— Instructions for the task —
Lines, not repeats, are what count: give the number of lines below that hold "Local", and nothing more.

— Records for processing —
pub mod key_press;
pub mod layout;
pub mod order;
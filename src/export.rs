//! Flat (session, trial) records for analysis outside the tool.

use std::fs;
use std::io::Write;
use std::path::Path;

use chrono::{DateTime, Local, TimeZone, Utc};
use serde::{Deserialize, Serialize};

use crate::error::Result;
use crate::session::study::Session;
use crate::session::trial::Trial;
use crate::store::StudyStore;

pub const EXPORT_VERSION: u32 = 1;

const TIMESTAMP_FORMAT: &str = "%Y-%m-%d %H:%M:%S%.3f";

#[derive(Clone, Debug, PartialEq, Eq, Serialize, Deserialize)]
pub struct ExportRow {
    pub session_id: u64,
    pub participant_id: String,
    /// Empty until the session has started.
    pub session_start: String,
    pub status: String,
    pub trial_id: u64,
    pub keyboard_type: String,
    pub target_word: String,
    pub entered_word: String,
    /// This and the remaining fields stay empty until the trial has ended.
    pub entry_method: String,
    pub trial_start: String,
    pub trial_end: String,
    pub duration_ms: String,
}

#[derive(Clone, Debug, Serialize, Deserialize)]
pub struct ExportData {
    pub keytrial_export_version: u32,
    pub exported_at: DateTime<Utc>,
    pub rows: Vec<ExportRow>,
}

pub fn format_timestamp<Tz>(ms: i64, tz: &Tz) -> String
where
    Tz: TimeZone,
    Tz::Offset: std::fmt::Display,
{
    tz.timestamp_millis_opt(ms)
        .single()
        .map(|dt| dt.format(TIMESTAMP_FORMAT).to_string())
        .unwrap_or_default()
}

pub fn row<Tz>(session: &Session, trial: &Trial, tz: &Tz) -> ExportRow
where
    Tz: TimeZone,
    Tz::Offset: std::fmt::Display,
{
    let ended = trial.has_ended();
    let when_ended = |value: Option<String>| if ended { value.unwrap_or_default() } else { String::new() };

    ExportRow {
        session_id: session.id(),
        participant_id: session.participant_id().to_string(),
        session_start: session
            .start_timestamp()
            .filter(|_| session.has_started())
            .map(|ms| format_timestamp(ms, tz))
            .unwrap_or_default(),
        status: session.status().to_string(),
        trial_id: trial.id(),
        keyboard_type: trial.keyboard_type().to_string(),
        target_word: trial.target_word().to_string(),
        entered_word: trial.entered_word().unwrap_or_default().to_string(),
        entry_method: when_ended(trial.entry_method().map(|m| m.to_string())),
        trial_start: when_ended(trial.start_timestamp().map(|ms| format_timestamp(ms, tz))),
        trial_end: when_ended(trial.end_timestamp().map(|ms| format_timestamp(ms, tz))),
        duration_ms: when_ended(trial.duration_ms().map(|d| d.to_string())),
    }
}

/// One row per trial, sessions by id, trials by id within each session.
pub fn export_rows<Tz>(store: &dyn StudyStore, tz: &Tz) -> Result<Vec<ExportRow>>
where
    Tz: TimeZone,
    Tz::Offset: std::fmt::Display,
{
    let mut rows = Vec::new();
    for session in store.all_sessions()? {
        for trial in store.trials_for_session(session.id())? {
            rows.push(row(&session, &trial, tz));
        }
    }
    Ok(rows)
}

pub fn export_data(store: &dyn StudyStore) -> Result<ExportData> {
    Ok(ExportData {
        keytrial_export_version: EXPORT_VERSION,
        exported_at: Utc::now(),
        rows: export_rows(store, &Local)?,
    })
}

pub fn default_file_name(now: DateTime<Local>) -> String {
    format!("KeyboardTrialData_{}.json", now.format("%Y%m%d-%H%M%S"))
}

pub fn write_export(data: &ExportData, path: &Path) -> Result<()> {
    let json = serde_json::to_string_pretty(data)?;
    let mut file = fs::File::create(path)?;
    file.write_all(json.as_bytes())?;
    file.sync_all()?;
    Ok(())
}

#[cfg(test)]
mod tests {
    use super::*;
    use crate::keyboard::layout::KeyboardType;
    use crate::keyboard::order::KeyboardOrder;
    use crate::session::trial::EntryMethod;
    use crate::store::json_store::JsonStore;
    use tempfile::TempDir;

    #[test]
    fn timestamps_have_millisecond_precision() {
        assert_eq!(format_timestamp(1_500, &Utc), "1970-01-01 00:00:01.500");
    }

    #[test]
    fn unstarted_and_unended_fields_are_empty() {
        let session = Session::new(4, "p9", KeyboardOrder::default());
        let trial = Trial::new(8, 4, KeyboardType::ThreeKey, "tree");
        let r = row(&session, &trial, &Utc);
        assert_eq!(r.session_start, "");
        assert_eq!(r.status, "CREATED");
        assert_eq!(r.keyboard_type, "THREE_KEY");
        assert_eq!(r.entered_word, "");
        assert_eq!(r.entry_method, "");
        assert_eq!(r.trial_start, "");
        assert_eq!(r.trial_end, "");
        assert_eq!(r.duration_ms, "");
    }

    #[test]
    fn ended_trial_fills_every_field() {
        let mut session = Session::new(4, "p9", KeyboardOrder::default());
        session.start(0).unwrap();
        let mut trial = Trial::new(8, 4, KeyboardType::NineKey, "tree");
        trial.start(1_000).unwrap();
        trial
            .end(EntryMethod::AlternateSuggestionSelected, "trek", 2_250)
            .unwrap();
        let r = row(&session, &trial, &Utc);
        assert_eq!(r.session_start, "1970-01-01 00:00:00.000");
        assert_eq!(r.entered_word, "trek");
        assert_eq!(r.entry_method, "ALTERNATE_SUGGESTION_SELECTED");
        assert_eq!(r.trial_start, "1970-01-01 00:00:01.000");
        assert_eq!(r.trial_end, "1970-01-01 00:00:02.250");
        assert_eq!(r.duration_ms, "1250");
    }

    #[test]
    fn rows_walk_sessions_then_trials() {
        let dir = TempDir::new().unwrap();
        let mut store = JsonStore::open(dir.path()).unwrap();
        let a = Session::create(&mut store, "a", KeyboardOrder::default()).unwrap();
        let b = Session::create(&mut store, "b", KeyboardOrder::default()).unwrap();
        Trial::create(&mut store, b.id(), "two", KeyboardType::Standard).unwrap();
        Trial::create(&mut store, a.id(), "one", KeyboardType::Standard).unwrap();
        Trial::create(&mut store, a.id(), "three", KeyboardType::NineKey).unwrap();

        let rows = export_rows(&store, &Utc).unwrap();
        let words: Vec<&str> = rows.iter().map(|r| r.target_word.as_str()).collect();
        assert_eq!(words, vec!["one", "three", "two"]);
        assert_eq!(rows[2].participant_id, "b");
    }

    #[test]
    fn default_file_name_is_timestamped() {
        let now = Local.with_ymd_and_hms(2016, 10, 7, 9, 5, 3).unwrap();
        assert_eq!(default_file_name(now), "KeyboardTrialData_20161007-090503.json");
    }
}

— Answer —
4